500 signatures reached
To: Stella Tembisa Ndabeni, Minister of Small Business Development, Parks Tau, Minister of Trade, Industry and Competition, and the Small Enterprise Development and Finance Agency (SEDFA).
Where is the R500M? Release all beneficiary information and funding records on the SSSF
We the citizens of the Republic of South Africa demand that the Minister of Small Business Development, the Minister of Trade, Industry and Competition, and the Small Enterprise Development and Finance Agency (SEDFA) must immediately publish a comprehensive public report detailing how the R500 million Spaza Shop Support Fund has been allocated, administered and disbursed since its launch on 8 April 2025.
This report must include a complete list of all approved beneficiaries, the province in which each beneficiary operates, the amount allocated to each beneficiary, and the dates on which funding was approved and disbursed. Where funding was provided in the form of stock, equipment, point-of-sale devices or other non-cash support, the value of such support must also be disclosed.
The decision-makers must further account for the difference between the R500 million fund announced to the public and the R79.6 million that has reportedly been approved for 1,316 beneficiaries. We deserve a clear explanation of how much funding has actually been spent, how much remains available, where the remaining funds are currently held, and what plans exist for their future allocation.
In addition, all assessment and adjudication criteria used to approve or reject applications must be made public, together with anonymised statistics showing the reasons applicants were disqualified. This will help restore public confidence in the integrity of the programme and allow unsuccessful applicants to understand how decisions were made.
Finally, all relevant reports, audits and oversight mechanisms relating to the fund must be released to the public. Transparency is not optional when public money is involved. We have a right to know who benefited, how decisions were made, and what happened to every rand of the R500 million Spaza Shop Support Fund.
Why is this important?
In April 2025, the South African public was informed that government had launched a R500 million Spaza Shop Support Fund to assist South African-owned spaza shops and strengthen township and rural economies. For many small business owners struggling with rising costs, limited access to finance and increasing competition, this announcement offered hope that meaningful support would finally reach the people it was intended to serve.
More than a year later, serious questions remain unanswered.
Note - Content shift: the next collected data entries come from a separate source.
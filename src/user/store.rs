//! Persistence port for users.

use async_trait::async_trait;

use crate::error::Result;
use crate::user::{User, UserPatch};

/// Port for user persistence operations.
///
/// Lookups return `Ok(None)` when nothing matches. Soft-deleted rows are
/// skipped unless `include_deleted` is set.
#[async_trait]
pub trait UserStore: Send + Sync {
    /// Find a user by ID.
    async fn find_by_id(
        &self,
        id: i64,
        include_deleted: bool,
    ) -> Result<Option<User>>;

    /// Find a user by name, case-insensitively.
    async fn find_by_name(
        &self,
        name: &str,
        include_deleted: bool,
    ) -> Result<Option<User>>;

    /// Find a user by email, case-insensitively. Deleted rows included.
    async fn find_by_email(&self, email: &str) -> Result<Option<User>>;

    /// Page of users ordered by ID.
    async fn list(
        &self,
        start: i64,
        count: i64,
        include_deleted: bool,
    ) -> Result<Vec<User>>;

    /// Number of users.
    async fn count(&self, include_deleted: bool) -> Result<i64>;

    /// Insert a new user and return its ID.
    async fn insert(&self, user: &User) -> Result<i64>;

    /// Write every `Some` field of `patch`. `password` must already be hashed.
    async fn update_fields(&self, id: i64, patch: &UserPatch) -> Result<()>;

    /// Flag a user as deleted.
    async fn soft_delete(&self, id: i64) -> Result<()>;

    /// Clear the deletion flag.
    async fn restore(&self, id: i64) -> Result<()>;
}
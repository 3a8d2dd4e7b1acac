//! Field visibility: what a level may read and write.

use crate::auth::Level;
use crate::user::{User, UserPatch};

/// Strip the fields `level` is not allowed to see.
pub fn redact(level: Level, mut user: User) -> User {
    user.password_hash = None;

    if level == Level::Public {
        user.email = None;
    }

    if !level.at_least(Level::Admin) {
        user.last_ip = None;
        user.deleted = None;
        user.date_deleted = None;
    }

    if level != Level::Server {
        user.last_token = None;
    }

    user
}

/// Drop the fields `level` is not allowed to set. Never fails.
pub fn filter_write(level: Level, patch: UserPatch) -> UserPatch {
    let owner = matches!(level, Level::User | Level::AdminUser | Level::Server);
    let admin = level == Level::Admin;
    let server = level == Level::Server;

    UserPatch {
        name: keep(level != Level::Public, patch.name),
        password: keep(owner, patch.password),
        email: keep(owner, patch.email),
        country: keep(owner, patch.country),
        locale: keep(owner, patch.locale),
        banned: keep(admin, patch.banned),
        verified: keep(server, patch.verified),
        last_token: keep(server, patch.last_token),
        last_login: keep(server, patch.last_login),
        last_ip: keep(server, patch.last_ip),
        // database only.
        admin: None,
    }
}

fn keep<T>(allowed: bool, value: Option<T>) -> Option<T> {
    value.filter(|_| allowed)
}
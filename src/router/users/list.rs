use axum::Json;
use axum::extract::{Query, State};
use serde::{Deserialize, Serialize};

use crate::AppState;
use crate::auth::{Credential, Level, redact};
use crate::error::Result;
use crate::user::User;

const DEFAULT_COUNT: i64 = 10;
const MAX_COUNT: i64 = 50;

#[derive(Debug, Default, Deserialize)]
pub struct Pagination {
    start: Option<i64>,
    count: Option<i64>,
}

#[derive(Debug, Serialize)]
pub struct Page {
    start_index: i64,
    total_items: i64,
    users: Vec<User>,
}

/// Page through users, redacted for the caller.
pub async fn handler(
    State(state): State<AppState>,
    Query(pagination): Query<Pagination>,
    credential: Credential,
) -> Result<Json<Page>> {
    let start = pagination.start.unwrap_or(0).max(0);
    let count = pagination
        .count
        .unwrap_or(DEFAULT_COUNT)
        .clamp(0, MAX_COUNT);

    let level = state.resolver.resolve(credential.as_deref(), None).await?;
    let include_deleted = level.at_least(Level::Admin);

    let store = &state.users.store;
    let total_items = store.count(include_deleted).await?;
    let users = store
        .list(start, count, include_deleted)
        .await?
        .into_iter()
        .map(|user| redact(level, user))
        .collect();

    Ok(Json(Page {
        start_index: start,
        total_items,
        users,
    }))
}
While thousands of South Africans submitted applications in good faith, many report receiving identical rejection letters stating only that the programme was oversubscribed. Following growing public pressure, the Minister of Small Business Development released a statement indicating that 1,316 applications had been approved to the value of R79.6 million. However, no detailed beneficiary list has been published, no breakdown of individual allocations has been provided, and no comprehensive public accounting has been given for the remainder of the R500 million fund announced to the public.
This issue affects every taxpayer, not only unsuccessful applicants. Public funds belong to the people in South Africa and must be administered transparently, fairly and accountably. When hundreds of millions of rands are allocated through a public programme, citizens have a right to know who benefited, how beneficiaries were selected, how much was disbursed, and whether the programme achieved its intended purpose. Without transparency, public confidence in government support programmes is undermined and legitimate questions about accountability inevitably arise.
By signing this petition, we can send a clear message that public money must always be subject to public scrutiny. The greater the public support behind this campaign, the harder it becomes for decision-makers to ignore demands for transparency and accountability. Together, we can compel government departments and agencies to provide a full accounting of the R500 million Spaza Shop Support Fund, disclose all beneficiaries, and account for every rand entrusted to them on behalf of the people of South Africa.